Each line from the opening of the records that follow to the line with "penalty/invoice figures |" needs to be written out exactly. Add nothing.

[Stored items from a collection]
********
//! # API crate — typed REST client for the FleetOps backend
//!
//! One [`ApiClient`] method per backend operation; every frontend surface
//! goes through it. The client attaches the stored bearer credential to each
//! request (anonymous when none is stored) and converts non-2xx responses
//! into [`ApiError`] values carrying the status and parsed body.
//!
//! ## Endpoints
//!
//! | Method | Backend route |
//! |--------|---------------|
//! | [`ApiClient::login`], [`ApiClient::register`], [`ApiClient::me`] | `POST /auth/login/`, `POST /auth/register/`, `GET /auth/me/` |
//! | [`ApiClient::cars`], [`ApiClient::car`], [`ApiClient::create_car`], [`ApiClient::update_car`], [`ApiClient::delete_car`] | `/cars/` |
//! | [`ApiClient::rentals`], [`ApiClient::rental`], [`ApiClient::create_rental`], [`ApiClient::update_rental_dates`] | `/rentals/` |
//! | [`ApiClient::return_rental`] | `POST /rentals/:id/return/` — sole authoritative source for final penalty/invoice figures |
//! | [`ApiClient::customers`], [`ApiClient::customer`] | `/customers/` |
//! | [`ApiClient::occupancy_report`], [`ApiClient::financial_report`] | `/reports/` |
//!
//! The pure core (`store::access`, `store::lifecycle`) never suspends; these
//! boundary calls are the application's only await points. A view that
//! navigates away may abandon an in-flight call and discard its late result.

use std::sync::Arc;

use chrono::NaiveDate;
use serde::{Deserialize, Serialize};
use serde_json::Value;

use store::{
    Car, CarStatus, CredentialStore, Customer, FinancialRow, FleetOpsConfig, OccupancyRow,
    Rental, RentalStatus, ReturnOutcome, UserInfo,
};

mod error;
pub use error::ApiError;

/// REST client handle. Cheap to clone; provided to views through context.
#[derive(Clone)]
pub struct ApiClient {
    base_url: String,
    http: reqwest::Client,
    credentials: Arc<dyn CredentialStore>,
}

#[derive(Debug, Serialize)]
struct LoginRequest<'a> {
    email: &'a str,
    password: &'a str,
}

#[derive(Debug, Deserialize)]
struct LoginResponse {
    access: String,
}

/// Registration payload for `POST /auth/register/`.
#[derive(Debug, Clone, PartialEq, Serialize)]
pub struct RegisterRequest {
    pub email: String,
    pub full_name: String,
    pub password: String,
    pub address: String,
    pub phone: String,
}

/// Create/update payload for a car.
#[derive(Debug, Clone, PartialEq, Serialize)]
pub struct CarPayload {
    pub brand: String,
    pub model: String,
    pub car_class: String,
    pub year: i32,
    pub base_daily_price: String,
    pub status: CarStatus,
}

/// Payload for `POST /rentals/`. The deposit is held by the backend until the
/// rental is closed.
#[derive(Debug, Clone, PartialEq, Serialize)]
pub struct RentalCreate {
    pub customer: i64,
    pub car: i64,
    pub issue_date: NaiveDate,
    pub expected_return_date: NaiveDate,
    pub deposit_amount: String,
}

/// Date-edit payload for `PATCH /rentals/:id/` (legal only while DRAFT).
#[derive(Debug, Clone, PartialEq, Serialize)]
pub struct RentalDatesPatch {
    pub issue_date: NaiveDate,
    pub expected_return_date: NaiveDate,
}

/// Payload for `POST /rentals/:id/return/`. An absent date means "today" on
/// the server as well.
#[derive(Debug, Clone, PartialEq, Serialize)]
pub struct ReturnRequest {
    #[serde(skip_serializing_if = "Option::is_none")]
    pub actual_return_date: Option<NaiveDate>,
    pub bad_condition: bool,
}

/// Server-side filters for `GET /rentals/`.
#[derive(Debug, Clone, Default, PartialEq)]
pub struct RentalFilters {
    pub status: Option<RentalStatus>,
    pub customer: Option<i64>,
    pub car: Option<i64>,
    pub date_from: Option<NaiveDate>,
    pub date_to: Option<NaiveDate>,
}

impl RentalFilters {
    /// Query pairs in the backend's parameter names; unset filters are
    /// omitted entirely.
    pub fn to_query(&self) -> Vec<(&'static str, String)> {
        let mut pairs = Vec::new();
        if let Some(status) = self.status {
            pairs.push(("status", status.as_str().to_string()));
        }
        if let Some(customer) = self.customer {
            pairs.push(("customer", customer.to_string()));
        }
        if let Some(car) = self.car {
            pairs.push(("car", car.to_string()));
        }
        if let Some(from) = self.date_from {
            pairs.push(("date_from", from.to_string()));
        }
        if let Some(to) = self.date_to {
            pairs.push(("date_to", to.to_string()));
        }
        pairs
    }
}

impl ApiClient {
    pub fn new(base_url: impl Into<String>, credentials: Arc<dyn CredentialStore>) -> Self {
        let mut base_url = base_url.into();
        while base_url.ends_with('/') {
            base_url.pop();
        }
        Self {
            base_url,
            http: reqwest::Client::new(),
            credentials,
        }
    }

    /// Client wired to the platform-default credential store.
    pub fn from_config(config: &FleetOpsConfig) -> Self {
        Self::new(config.api.base_url.clone(), store::default_credential_store())
    }

    /// Whether a bearer credential is currently stored.
    pub fn has_credential(&self) -> bool {
        self.credentials.get().is_some()
    }

    fn request(&self, method: reqwest::Method, path: &str) -> reqwest::RequestBuilder {
        let url = format!("{}{}", self.base_url, path);
        let builder = self.http.request(method, url);
        match self.credentials.get() {
            Some(token) => builder.bearer_auth(token),
            None => builder,
        }
    }

    async fn send<T: serde::de::DeserializeOwned>(
        builder: reqwest::RequestBuilder,
    ) -> Result<T, ApiError> {
        let response = builder.send().await?;
        let status = response.status();
        if !status.is_success() {
            let body = response
                .text()
                .await
                .ok()
                .and_then(|text| serde_json::from_str(&text).ok())
                .unwrap_or(Value::Null);
            tracing::warn!(status = status.as_u16(), "backend rejected request");
            return Err(ApiError::Status {
                status: status.as_u16(),
                body,
            });
        }
        response
            .json()
            .await
            .map_err(|e| ApiError::Decode(e.to_string()))
    }

    /// Like [`Self::send`] but for endpoints that answer with an empty body
    /// (e.g. `DELETE` → 204).
    async fn send_no_content(builder: reqwest::RequestBuilder) -> Result<(), ApiError> {
        let response = builder.send().await?;
        let status = response.status();
        if !status.is_success() {
            let body = response
                .text()
                .await
                .ok()
                .and_then(|text| serde_json::from_str(&text).ok())
                .unwrap_or(Value::Null);
            tracing::warn!(status = status.as_u16(), "backend rejected request");
            return Err(ApiError::Status {
                status: status.as_u16(),
                body,
            });
        }
        Ok(())
    }

    // --- auth ---

    /// Exchange credentials for a bearer token and store it. The profile is
    /// fetched separately via [`Self::me`].
    pub async fn login(&self, email: &str, password: &str) -> Result<(), ApiError> {
        let response: LoginResponse = Self::send(
            self.request(reqwest::Method::POST, "/auth/login/")
                .json(&LoginRequest { email, password }),
        )
        .await?;
        self.credentials.set(&response.access);
        Ok(())
    }

    /// Drop the stored credential. Purely client-side; the bearer token is
    /// stateless on the backend.
    pub fn logout(&self) {
        self.credentials.clear();
    }

    /// Current profile for the stored credential. A 401/403 here means the
    /// credential is stale; callers clear it via [`Self::logout`].
    pub async fn me(&self) -> Result<UserInfo, ApiError> {
        Self::send(self.request(reqwest::Method::GET, "/auth/me/")).await
    }

    pub async fn register(&self, payload: &RegisterRequest) -> Result<(), ApiError> {
        let _: Value =
            Self::send(self.request(reqwest::Method::POST, "/auth/register/").json(payload))
                .await?;
        Ok(())
    }

    // --- cars ---

    pub async fn cars(&self) -> Result<Vec<Car>, ApiError> {
        Self::send(self.request(reqwest::Method::GET, "/cars/")).await
    }

    pub async fn car(&self, id: i64) -> Result<Car, ApiError> {
        Self::send(self.request(reqwest::Method::GET, &format!("/cars/{id}/"))).await
    }

    pub async fn create_car(&self, payload: &CarPayload) -> Result<Car, ApiError> {
        Self::send(self.request(reqwest::Method::POST, "/cars/").json(payload)).await
    }

    pub async fn update_car(&self, id: i64, payload: &CarPayload) -> Result<Car, ApiError> {
        Self::send(
            self.request(reqwest::Method::PATCH, &format!("/cars/{id}/"))
                .json(payload),
        )
        .await
    }

    pub async fn delete_car(&self, id: i64) -> Result<(), ApiError> {
        Self::send_no_content(self.request(reqwest::Method::DELETE, &format!("/cars/{id}/"))).await
    }

    // --- rentals ---

    pub async fn rentals(&self, filters: &RentalFilters) -> Result<Vec<Rental>, ApiError> {
        Self::send(
            self.request(reqwest::Method::GET, "/rentals/")
                .query(&filters.to_query()),
        )
        .await
    }

    pub async fn rental(&self, id: i64) -> Result<Rental, ApiError> {
        Self::send(self.request(reqwest::Method::GET, &format!("/rentals/{id}/"))).await
    }

    pub async fn create_rental(&self, payload: &RentalCreate) -> Result<Rental, ApiError> {
        Self::send(self.request(reqwest::Method::POST, "/rentals/").json(payload)).await
    }

    pub async fn update_rental_dates(
        &self,
        id: i64,
        payload: &RentalDatesPatch,
    ) -> Result<Rental, ApiError> {
        Self::send(
            self.request(reqwest::Method::PATCH, &format!("/rentals/{id}/"))
                .json(payload),
        )
        .await
    }

    /// Close a rental. The response carries the authoritative closed rental
    /// and invoice total; callers replace their local record with it and
    /// discard any client-side estimate.
    pub async fn return_rental(
        &self,
        id: i64,
        payload: &ReturnRequest,
    ) -> Result<ReturnOutcome, ApiError> {
        Self::send(
            self.request(reqwest::Method::POST, &format!("/rentals/{id}/return/"))
                .json(payload),
        )
        .await
    }

    // --- customers ---

    pub async fn customers(&self) -> Result<Vec<Customer>, ApiError> {
        Self::send(self.request(reqwest::Method::GET, "/customers/")).await
    }

    pub async fn customer(&self, id: i64) -> Result<Customer, ApiError> {
        Self::send(self.request(reqwest::Method::GET, &format!("/customers/{id}/"))).await
    }

    // --- reports ---

    pub async fn occupancy_report(&self, date: NaiveDate) -> Result<Vec<OccupancyRow>, ApiError> {
        Self::send(
            self.request(reqwest::Method::GET, "/reports/occupancy/")
                .query(&[("date", date.to_string())]),
        )
        .await
    }

    pub async fn financial_report(
        &self,
        date_from: NaiveDate,
        date_to: NaiveDate,
    ) -> Result<Vec<FinancialRow>, ApiError> {
        Self::send(
            self.request(reqwest::Method::GET, "/reports/financial/")
                .query(&[
                    ("date_from", date_from.to_string()),
                    ("date_to", date_to.to_string()),
                ]),
        )
        .await
    }
}

#[cfg(test)]
mod tests {
    use super::*;
    use store::MemoryStore;

    fn client() -> ApiClient {
        ApiClient::new("http://localhost:8000/api/", Arc::new(MemoryStore::new()))
    }

    #[test]
    fn test_base_url_trailing_slash_is_normalized() {
        let client = client();
        assert_eq!(client.base_url, "http://localhost:8000/api");
    }

    #[test]
    fn test_has_credential_tracks_store() {
        let creds = Arc::new(MemoryStore::new());
        let client = ApiClient::new("http://x", creds.clone());
        assert!(!client.has_credential());
        creds.set("tok");
        assert!(client.has_credential());
        client.logout();
        assert!(!client.has_credential());
    }

    #[test]
    fn test_empty_filters_build_no_query() {
        assert!(RentalFilters::default().to_query().is_empty());
    }

    #[test]
    fn test_filters_serialize_backend_parameter_names() {
        let filters = RentalFilters {
            status: Some(RentalStatus::Active),
            customer: Some(3),
            car: Some(12),
            date_from: Some("2024-01-01".parse().unwrap()),
            date_to: Some("2024-02-01".parse().unwrap()),
        };
        assert_eq!(
            filters.to_query(),
            vec![
                ("status", "ACTIVE".to_string()),
                ("customer", "3".to_string()),
                ("car", "12".to_string()),
                ("date_from", "2024-01-01".to_string()),
                ("date_to", "2024-02-01".to_string()),
            ]
        );
    }

    #[test]
    fn test_return_request_omits_absent_date() {
        let body = serde_json::to_value(ReturnRequest {
            actual_return_date: None,
            bad_condition: true,
        })
        .unwrap();
        assert_eq!(body, serde_json::json!({"bad_condition": true}));

        let dated = serde_json::to_value(ReturnRequest {
            actual_return_date: Some("2024-01-13".parse().unwrap()),
            bad_condition: false,
        })
        .unwrap();
        assert_eq!(
            dated,
            serde_json::json!({"actual_return_date": "2024-01-13", "bad_condition": false})
        );
    }
}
********
### Answer section
//! # API crate — typed REST client for the FleetOps backend
//!
//! One [`ApiClient`] method per backend operation; every frontend surface
//! goes through it. The client attaches the stored bearer credential to each
//! request (anonymous when none is stored) and converts non-2xx responses
//! into [`ApiError`] values carrying the status and parsed body.
//!
//! ## Endpoints
//!
//! | Method | Backend route |
//! |--------|---------------|
//! | [`ApiClient::login`], [`ApiClient::register`], [`ApiClient::me`] | `POST /auth/login/`, `POST /auth/register/`, `GET /auth/me/` |
//! | [`ApiClient::cars`], [`ApiClient::car`], [`ApiClient::create_car`], [`ApiClient::update_car`], [`ApiClient::delete_car`] | `/cars/` |
//! | [`ApiClient::rentals`], [`ApiClient::rental`], [`ApiClient::create_rental`], [`ApiClient::update_rental_dates`] | `/rentals/` |
//! | [`ApiClient::return_rental`] | `POST /rentals/:id/return/` — sole authoritative source for final penalty/invoice figures |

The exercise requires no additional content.